NOW, THEREFORE, in consideration of the mutual covenants and agreements set forth below, the parties covenant and agree as follows:
Article 1. Consideration
In consideration for Investor’s willingness to enter into this Agreement and the services to be rendered to Company hereunder:
- The Investor shall be required to make available to the Company, funds in the total amount of $_________________ within forty-five days of the execution and delivery of this agreement.
- Subject to (i) above, within forty-five (45) days of the funds becoming available, the Company agrees to issue to Investor shares of Company non-voting preference stock (“Company Shares”), such number of Company Shares being equivalent to $_________________ of Company’s currently issued and outstanding non-voting preference stock on a $3 per share basis.
- In the event that Investor chooses not to perform (i) above, such Investor shall have the option to provide service to the Company for a period to be agreed upon by the Parties in writing. In exchange for such service, the Company agrees to issue to Investor Company Shares equivalent to $_________________ based on a $3 per share basis. Company shares issued under this clause shall vest at a rate of ________% per year.
- Subject to the Company’s approval, an Investor shall have the option to perform (i) or (ii) above, or both.
Within the time periods provided, Company shall deliver, or cause to be delivered, to Investor a certificate or certificates, registered in Investor’s name, representing all of the Company Shares then required to be issued to Investor.
Article 2. Dividends
The Company shall, from the date of execution of this Agreement, issue annual dividends to the Investor, which dividends shall be equivalent earnings per share for each share held by the Investor.
Article 3. Confidentiality
- The Investor acknowledges that the Company, its subsidiaries and affiliated companies are the owners of valuable trade secrets and other confidential information. The Investor receiving information hereunder concerning the business, products, equipment, systems, techniques, and practices that is identified in writing as confidential (“Confidential Information”) of the Company, for a period of five years commencing upon first receipt of the particular Confidential Information (the “Confidentiality Period”) shall retain the same in confidence and shall only use such Confidential Information for purposes of this Agreement, or as otherwise agreed to in writing by both parties, and shall not disclose any such Confidential Information to any entity; provided, that “Confidential Information” shall not include any information that: (a) was already known to the Investor prior to the date of this Agreement as documented in the Investors records made prior to such dates; (b) was publicly available in its entirety as of the date of the disclosure or thereafter becomes publicly available other than through breach of this Agreement; (c) is made known to the Investor by a third party who had not obtained the information directly or indirectly from the Company and does not obligate the Investor to hold the same in confidence; or (d) is mutually agreed in writing by the parties to be non-confidential.
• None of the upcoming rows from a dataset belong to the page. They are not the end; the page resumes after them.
#![cfg(all(unix, feature = "cli"))]

use std::io::{BufRead, BufReader};
use std::path::PathBuf;
use std::process::{Child, ChildStdout, Command, Stdio};
use std::time::{Duration, Instant};

use xpckit::demo::{DemoFailure, FailRequest, FillRequest, Pause, PeerIdentity};
use xpckit::peer::{
    register_domain, Connection, Endpoint, ServiceNamespace, SharedMemory, XpcError,
};

const PAUSE_UNIT_MS: u64 = 100;

fn unique_temp_dir(tag: &str) -> PathBuf {
    PathBuf::from(format!(
        "/tmp/xkcli-{tag}-{}-{}",
        std::process::id(),
        std::time::SystemTime::now()
            .duration_since(std::time::UNIX_EPOCH)
            .expect("time should be after epoch")
            .as_nanos()
    ))
}

/// A `xpckit serve` child process with its own namespace directory.
struct Service {
    child: Child,
    _stdout: BufReader<ChildStdout>,
    name: String,
    dir: PathBuf,
}

impl Service {
    fn start(tag: &str, extra: &[&str]) -> Self {
        let dir = unique_temp_dir(tag);
        let name = format!("dev.xpckit.test.{tag}");
        let mut child = Command::new(env!("CARGO_BIN_EXE_xpckit"))
            .arg("--log-level")
            .arg("error")
            .arg("serve")
            .arg(&name)
            .arg("--pause-unit-ms")
            .arg(PAUSE_UNIT_MS.to_string())
            .args(extra)
            .env("XPCKIT_NAMESPACE_DIR", &dir)
            .stdout(Stdio::piped())
            .stderr(Stdio::null())
            .spawn()
            .expect("serve command should start");

        let mut stdout = BufReader::new(child.stdout.take().expect("stdout should be piped"));
        let mut line = String::new();
        stdout
            .read_line(&mut line)
            .expect("serve should write to stdout");
        assert_eq!(line.trim(), "ready", "serve did not come up");

        Self {
            child,
            _stdout: stdout,
            name,
            dir,
        }
    }

    fn namespace(&self) -> ServiceNamespace {
        ServiceNamespace::new(&self.dir)
    }

    fn connect(&self, requirement: Option<&str>) -> Connection {
        let conn = Connection::to_service(&self.name, false, requirement)
            .expect("connection should construct")
            .with_namespace(self.namespace());
        conn.activate().expect("connection should activate");
        conn
    }

    fn cli(&self, args: &[&str]) -> std::process::Output {
        Command::new(env!("CARGO_BIN_EXE_xpckit"))
            .arg("--log-level")
            .arg("error")
            .args(args)
            .env("XPCKIT_NAMESPACE_DIR", &self.dir)
            .output()
            .expect("cli should run")
    }
}

impl Drop for Service {
    fn drop(&mut self) {
        let _ = self.child.kill();
        let _ = self.child.wait();
        let _ = std::fs::remove_dir_all(&self.dir);
    }
}

#[tokio::test(flavor = "multi_thread")]
async fn capitalize_across_processes() {
    let service = Service::start("capitalize", &[]);
    let conn = service.connect(None);

    let reply: String = conn
        .send_message("capitalize", "hello, world")
        .await
        .expect("capitalize should succeed");
    assert_eq!(reply, "HELLO, WORLD");
    conn.cancel();
}

#[tokio::test(flavor = "multi_thread")]
async fn both_sides_see_kernel_identity() {
    let service = Service::start("identity", &[]);
    let conn = service.connect(None);

    let seen: PeerIdentity = conn
        .send_message("identity", &())
        .await
        .expect("identity should succeed");
    assert_eq!(seen.pid, Some(std::process::id() as i32));
    assert_eq!(seen.uid, conn.effective_user_id());

    assert_eq!(conn.process_id(), Some(service.child.id() as i32));
}

#[tokio::test(flavor = "multi_thread")]
async fn oneway_returns_before_the_handler_finishes() {
    let service = Service::start("oneway", &[]);
    let conn = service.connect(None);
    let pause = Pause { seconds: 5.0 };

    let started = Instant::now();
    conn.send_oneway_message("pause", &pause)
        .expect("oneway should queue");
    conn.flush().await.expect("flush should succeed");
    assert!(started.elapsed() < Duration::from_millis(400));

    let started = Instant::now();
    let () = conn
        .send_message("pause", &pause)
        .await
        .expect("two-way pause should succeed");
    assert!(started.elapsed() >= Duration::from_millis(5 * PAUSE_UNIT_MS));
}

#[tokio::test(flavor = "multi_thread")]
async fn registered_domain_error_arrives_typed() {
    register_domain::<DemoFailure>();
    let service = Service::start("domain", &[]);
    let conn = service.connect(None);

    let err = conn
        .send_message::<_, ()>(
            "fail",
            &FailRequest {
                code: Some(7),
                reason: Some("quota".into()),
            },
        )
        .await
        .expect_err("fail should fail");
    assert_eq!(
        err.downcast_ref::<DemoFailure>(),
        Some(&DemoFailure {
            code: 7,
            reason: "quota".into(),
        })
    );
}

#[tokio::test(flavor = "multi_thread")]
async fn unregistered_domain_error_arrives_opaque() {
    let service = Service::start("opaque", &[]);
    let conn = service.connect(None);

    let err = conn
        .send_message::<_, ()>("fail-opaque", "gone")
        .await
        .expect_err("fail-opaque should fail");
    match err {
        XpcError::Unknown { description } => {
            assert_eq!(description, "unregistered failure: gone");
        }
        other => panic!("expected opaque error, got {other:?}"),
    }
}

#[tokio::test(flavor = "multi_thread")]
async fn service_requirement_refuses_other_executables() {
    let service = Service::start("anchor", &["--requirement", "anchor self"]);
    let conn = service.connect(None);

    let err = conn
        .send_message::<_, String>("capitalize", "hi")
        .await
        .expect_err("test binary is not the service executable");
    assert!(matches!(err, XpcError::PeerForbidden(_)), "got {err:?}");
    assert!(conn.is_canceled());
}

#[tokio::test(flavor = "multi_thread")]
async fn client_requirement_checks_the_service_identifier() {
    let service = Service::start("client-req", &[]);

    let trusted = service.connect(Some("identifier \"xpckit\""));
    let reply: String = trusted
        .send_message("capitalize", "ok")
        .await
        .expect("service binary should satisfy its identifier");
    assert_eq!(reply, "OK");

    let suspicious = service.connect(Some("identifier \"not-xpckit\""));
    let err = suspicious
        .send_message::<_, String>("capitalize", "no")
        .await
        .expect_err("identifier mismatch should be forbidden");
    assert!(matches!(err, XpcError::PeerForbidden(_)), "got {err:?}");
}

#[tokio::test(flavor = "multi_thread")]
async fn vended_endpoint_is_reachable_from_another_process() {
    let service = Service::start("endpoint", &[]);
    let conn = service.connect(None);

    let endpoint: Endpoint = conn
        .send_message("vend-endpoint", &())
        .await
        .expect("vend-endpoint should succeed");
    assert!(endpoint.socket_path().starts_with(&service.dir));

    let side = Connection::from_endpoint(&endpoint, None).expect("endpoint connection");
    side.activate().expect("endpoint connection should activate");
    let reply: String = side
        .send_message("capitalize", "side channel")
        .await
        .expect("anonymous listener should answer");
    assert_eq!(reply, "SIDE CHANNEL");
}

#[tokio::test(flavor = "multi_thread")]
async fn surface_is_mapped_into_the_caller() {
    let service = Service::start("surface", &[]);
    let conn = service.connect(None);

    let surface: SharedMemory = conn
        .send_message("fill-surface", &FillRequest { len: 8192, byte: 0x5a })
        .await
        .expect("fill-surface should succeed");
    assert_eq!(surface.len(), 8192);
    assert!(surface.to_vec().iter().all(|&byte| byte == 0x5a));

    surface.write_at(0, b"xy").expect("surface should be writable");
    let mut head = [0u8; 3];
    surface.read_at(0, &mut head).expect("surface should be readable");
    assert_eq!(&head, b"xyZ");
}

#[tokio::test(flavor = "multi_thread")]
async fn unknown_message_names_fail_the_call() {
    let service = Service::start("missing", &[]);
    let conn = service.connect(None);

    let err = conn
        .send_message::<_, ()>("no-such-message", &())
        .await
        .expect_err("missing handler should fail");
    assert!(
        matches!(&err, XpcError::DispatchMissingHandler(name) if name == "no-such-message"),
        "got {err:?}"
    );
    assert!(conn.is_active());
}

#[tokio::test(flavor = "multi_thread")]
async fn service_exit_invalidates_pending_sends() {
    let mut service = Service::start("exit", &[]);
    let conn = service.connect(None);

    let pending = conn.send_message::<_, ()>("pause", &Pause { seconds: 100.0 });
    let waiter = tokio::spawn(pending);
    tokio::time::sleep(Duration::from_millis(300)).await;
    service.child.kill().expect("child should be killable");

    let err = tokio::time::timeout(Duration::from_secs(5), waiter)
        .await
        .expect("pending send should resolve")
        .expect("task should not panic")
        .expect_err("pending send should fail");
    assert!(matches!(err, XpcError::ConnectionInvalid(_)), "got {err:?}");
}

#[test]
fn send_command_prints_the_reply() {
    let service = Service::start("cli-send", &[]);
    let output = service.cli(&[
        "--format",
        "json",
        "send",
        &service.name,
        "capitalize",
        "--json",
        "\"hi\"",
    ]);

    assert!(output.status.success(), "send failed: {output:?}");
    assert_eq!(String::from_utf8_lossy(&output.stdout).trim(), "\"HI\"");
}

#[test]
fn send_command_exits_nonzero_on_domain_error() {
    let service = Service::start("cli-fail", &[]);
    let output = service.cli(&["send", &service.name, "fail"]);

    assert_eq!(output.status.code(), Some(1));
    let stderr = String::from_utf8_lossy(&output.stderr);
    assert!(stderr.contains("demo failure 1"), "stderr: {stderr}");
}

#[test]
fn send_command_reports_a_missing_service() {
    let dir = unique_temp_dir("cli-missing");
    let output = Command::new(env!("CARGO_BIN_EXE_xpckit"))
        .args(["--log-level", "error", "send", "dev.xpckit.test.absent", "capitalize"])
        .env("XPCKIT_NAMESPACE_DIR", &dir)
        .output()
        .expect("cli should run");

    assert_eq!(output.status.code(), Some(3));
    let _ = std::fs::remove_dir_all(&dir);
}

#[test]
fn oneway_send_command_does_not_wait_for_the_handler() {
    let service = Service::start("cli-oneway", &[]);
    let started = Instant::now();
    let output = service.cli(&[
        "send",
        &service.name,
        "pause",
        "--json",
        r#"{"seconds": 50}"#,
        "--oneway",
    ]);

    assert!(output.status.success(), "send failed: {output:?}");
    assert!(output.stdout.is_empty());
    assert!(started.elapsed() < Duration::from_secs(4));
}

#[test]
fn version_command_prints_package_version() {
    let output = Command::new(env!("CARGO_BIN_EXE_xpckit"))
        .arg("version")
        .output()
        .expect("version should run");

    assert!(output.status.success());
    assert_eq!(
        String::from_utf8_lossy(&output.stdout).trim(),
        format!("xpckit {}", env!("CARGO_PKG_VERSION"))
    );
}
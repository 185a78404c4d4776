//! Native stream transport for xpckit.
//!
//! This is the lowest layer. It provides:
//! - a service namespace that maps service names to Unix domain socket paths
//! - async bind/accept/connect over those sockets
//! - kernel-sourced peer credentials and code identity
//!
//! Everything else builds on the [`UnixDomainSocket`] and
//! [`tokio::net::UnixStream`] values handed out here.

pub mod credentials;
pub mod error;
pub mod namespace;
pub mod uds;

pub use credentials::{CodeIdentity, PeerCredentials};
pub use error::{Result, TransportError};
pub use namespace::{ServiceNamespace, MAX_SERVICE_NAME_LEN};
pub use uds::UnixDomainSocket;
#[tokio::test(flavor = "multi_thread")]
async fn oneway_handler_failures_reach_the_listener_error_handler() {
    let fixture = Fixture::new("onewayerr", None);
    let (seen, handler) = collect_errors();
    fixture.listener.set_error_handler(handler);
    let conn = fixture.connect(None);

    conn.send_oneway_message("fail-opaque", &()).unwrap();
    assert!(wait_for(&seen, "disk on fire").await);
}

#[tokio::test(flavor = "multi_thread")]
async fn endpoints_hand_off_a_direct_connection() {
    let fixture = Fixture::new("endpoint", None);
    let conn = fixture.connect(None);

    let endpoint: Endpoint = conn.send_message("vend", &()).await.unwrap();
    let direct = Connection::from_endpoint(&endpoint, None).unwrap();
    direct.activate().unwrap();

    let answer: String = direct.send_message("whoami", &()).await.unwrap();
    assert_eq!(answer, "anonymous");

    // The named service does not serve the anonymous listener's messages.
    let err = conn
        .send_message::<(), String>("whoami", &())
        .await
        .expect_err("named service has no whoami");
    assert!(matches!(err, XpcError::DispatchMissingHandler(_)));
}

#[tokio::test(flavor = "multi_thread")]
async fn shared_memory_travels_as_a_mapping() {
    let fixture = Fixture::new("surface", None);
    let conn = fixture.connect(None);

    let surface: SharedMemory = conn
        .send_message("fill", &Fill { len: 4096, byte: 0xAB })
        .await
        .unwrap();
    assert_eq!(surface.len(), 4096);
    assert!(surface.to_vec().iter().all(|b| *b == 0xAB));
    assert!(!surface.backing_path().exists());
}

#[tokio::test(flavor = "multi_thread")]
async fn raw_replies_carry_a_surface_under_the_well_known_key() {
    let fixture = Fixture::new("rawsurface", None);
    let surfaces = fixture.namespace.surfaces_dir();
    fixture.listener.handle_raw("raw-fill", move |_payload, _peer| {
        let dir = surfaces.clone();
        async move {
            let surface = SharedMemory::create_in(&dir, 64)
                .map_err(|err| XpcError::unknown(err.to_string()))?;
            surface.fill(0x11);
            let mut reply = Dictionary::new();
            reply.set_shared_memory(SURFACE_KEY, surface);
            reply.set_uint64("len", 64);
            Ok(XpcObject::Dictionary(reply))
        }
    });
    let conn = fixture.connect(None);

    let reply = conn
        .send_raw_message("raw-fill", XpcObject::Null)
        .await
        .expect("raw reply should arrive");
    let dict = reply.as_dictionary().expect("dictionary reply");
    assert_eq!(dict.get_uint64("len"), Some(64));
    let surface = dict
        .get_shared_memory(SURFACE_KEY)
        .expect("surface under the well-known key");
    assert_eq!(surface.to_vec(), vec![0x11; 64]);
}

#[tokio::test(flavor = "multi_thread")]
async fn undelivered_surfaces_are_not_left_on_disk() {
    let fixture = Fixture::new("undelivered", Some("never"));
    let surface = SharedMemory::create_in(&fixture.namespace.surfaces_dir(), 256).unwrap();
    let path = surface.backing_path().to_path_buf();
    let conn = fixture.connect(None);

    let mut message = Dictionary::new();
    message.set_shared_memory(SURFACE_KEY, surface.clone());
    let _ = conn.send_raw_oneway_message("capitalize", XpcObject::Dictionary(message));

    let deadline = Instant::now() + Duration::from_secs(3);
    while !conn.is_canceled() && Instant::now() < deadline {
        tokio::time::sleep(Duration::from_millis(20)).await;
    }
    assert!(conn.is_canceled());

    drop(surface);
    let deadline = Instant::now() + Duration::from_secs(3);
    while path.exists() && Instant::now() < deadline {
        tokio::time::sleep(Duration::from_millis(20)).await;
    }
    assert!(!path.exists(), "backing file outlived the refused message");
}

#[tokio::test(flavor = "multi_thread")]
async fn oversized_payloads_fail_locally_and_leave_the_connection_usable() {
    let fixture = Fixture::new("oversize", None);
    let conn = fixture.connect(None);
    let _: String = conn.send_message("capitalize", "warm").await.unwrap();

    let huge = XpcObject::Data(vec![0u8; 17 * 1024 * 1024].into());
    let err = conn
        .send_raw_message("capitalize", huge.clone())
        .await
        .expect_err("oversized two-way send should fail");
    assert!(matches!(err, XpcError::EncodingUnsupported(_)), "{err:?}");
    let err = conn
        .send_raw_oneway_message("capitalize", huge)
        .expect_err("oversized oneway send should fail");
    assert!(matches!(err, XpcError::EncodingUnsupported(_)), "{err:?}");

    assert!(conn.is_active());
    let upper: String = conn.send_message("capitalize", "after").await.unwrap();
    assert_eq!(upper, "AFTER");
}

#[tokio::test(flavor = "multi_thread")]
async fn oversized_replies_become_error_replies() {
    let fixture = Fixture::new("bigreply", None);
    fixture.listener.handle_raw("flood", |_payload, _peer| async move {
        Ok(XpcObject::Data(vec![7u8; 17 * 1024 * 1024].into()))
    });
    let conn = fixture.connect(None);

    let err = conn
        .send_raw_message("flood", XpcObject::Null)
        .await
        .expect_err("oversized reply should come back as an error");
    assert!(matches!(err, XpcError::EncodingUnsupported(_)), "{err:?}");

    assert!(conn.is_active());
    let upper: String = conn.send_message("capitalize", "still").await.unwrap();
    assert_eq!(upper, "STILL");
}

#[tokio::test(flavor = "multi_thread")]
async fn raw_and_typed_handlers_share_a_name() {
    let fixture = Fixture::new("rawtyped", None);
    fixture
        .listener
        .handle_raw("echo", |payload, _peer| async move { Ok(payload) });
    let conn = fixture.connect(None);

    let typed: Text = conn
        .send_message(
            "echo",
            &Text {
                text: "same".into(),
            },
        )
        .await
        .unwrap();
    assert_eq!(typed.text, "same");

    let mut dict = Dictionary::new();
    dict.set_string("text", "raw");
    let raw = conn
        .send_raw_message("echo", XpcObject::Dictionary(dict.clone()))
        .await
        .unwrap();
    assert_eq!(raw, XpcObject::Dictionary(dict.clone()));

    fixture.listener.handle("echo", |req: Text| async move {
        Ok(Text {
            text: req.text.to_uppercase(),
        })
    });
    let raw = conn
        .send_raw_message("echo", XpcObject::Dictionary(dict))
        .await
        .unwrap();
    assert_eq!(
        raw.as_dictionary().and_then(|d| d.get_string("text")),
        Some("RAW")
    );
}

#[tokio::test(flavor = "multi_thread")]
async fn timed_out_requests_leave_the_connection_usable() {
    let fixture = Fixture::new("timeout", None);
    let conn = fixture.connect(None);

    let err = conn
        .send_message_with_timeout::<Pause, ()>(
            "pause",
            &Pause { seconds: 1.0 },
            Duration::from_millis(100),
        )
        .await
        .expect_err("should time out");
    assert!(matches!(err, XpcError::Timeout(_)));

    let upper: String = conn.send_message("capitalize", "still").await.unwrap();
    assert_eq!(upper, "STILL");
}

#[tokio::test(flavor = "multi_thread")]
async fn identity_comes_from_the_kernel() {
    let fixture = Fixture::new("identity", None);
    let conn = fixture.connect(None);

    let seen_by_service: Option<i32> = conn.send_message("who", &()).await.unwrap();
    let me = PeerCredentials::current();
    assert_eq!(seen_by_service, me.pid);
    assert_eq!(conn.process_id(), me.pid);
    assert_eq!(conn.effective_user_id(), Some(me.euid));
    assert_eq!(conn.effective_group_id(), Some(me.egid));
}

#[tokio::test(flavor = "multi_thread")]
async fn services_can_call_back_into_clients() {
    let fixture = Fixture::new("callback", None);
    let conn = fixture.unactivated(None);
    conn.handle("greet", |name: String| async move { Ok(format!("hello {name}")) });
    conn.activate().unwrap();

    let greeting: String = conn.send_message("call-back", &()).await.unwrap();
    assert_eq!(greeting, "hello server");
}

#[tokio::test(flavor = "multi_thread")]
async fn listener_cancel_cascades_to_connections() {
    let fixture = Fixture::new("cascade", None);
    let conn = fixture.connect(None);
    let _: String = conn.send_message("capitalize", "up").await.unwrap();
    assert_eq!(fixture.listener.connections().len(), 1);

    let pending = tokio::spawn(conn.send_message::<Pause, ()>("pause", &Pause { seconds: 5.0 }));
    tokio::time::sleep(Duration::from_millis(100)).await;
    fixture.listener.cancel();

    let resolved = tokio::time::timeout(Duration::from_secs(2), pending)
        .await
        .expect("pending send should resolve promptly")
        .expect("task should not panic");
    assert!(matches!(resolved, Err(XpcError::ConnectionInvalid(_))));
    assert!(fixture.listener.connections().is_empty());
    assert!(!fixture.listener.path().exists());
}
- During the relevant Confidentiality Period, the Investor shall use its best efforts to safeguard the Confidential Information of the Company, using at least as great a degree of care as it uses to safeguard its own most Confidential Information.
- Both parties acknowledge that the disclosure or use by the Investor of any aspect of the Confidential Information of the Company (other than as expressly permitted by this Agreement) shall immediately give rise to continuing irreparable injury to the Company inadequately compensable in damages at law and without prejudice to any other remedy available to the Company, and shall entitle the Disclosing Party to seek injunctive relief.
- In the event that this Agreement is terminated, each Party Recipient shall cease to use the Confidential Information of the other party, and will return all originals and copies or extracts, summaries and the like made therefrom to the Company.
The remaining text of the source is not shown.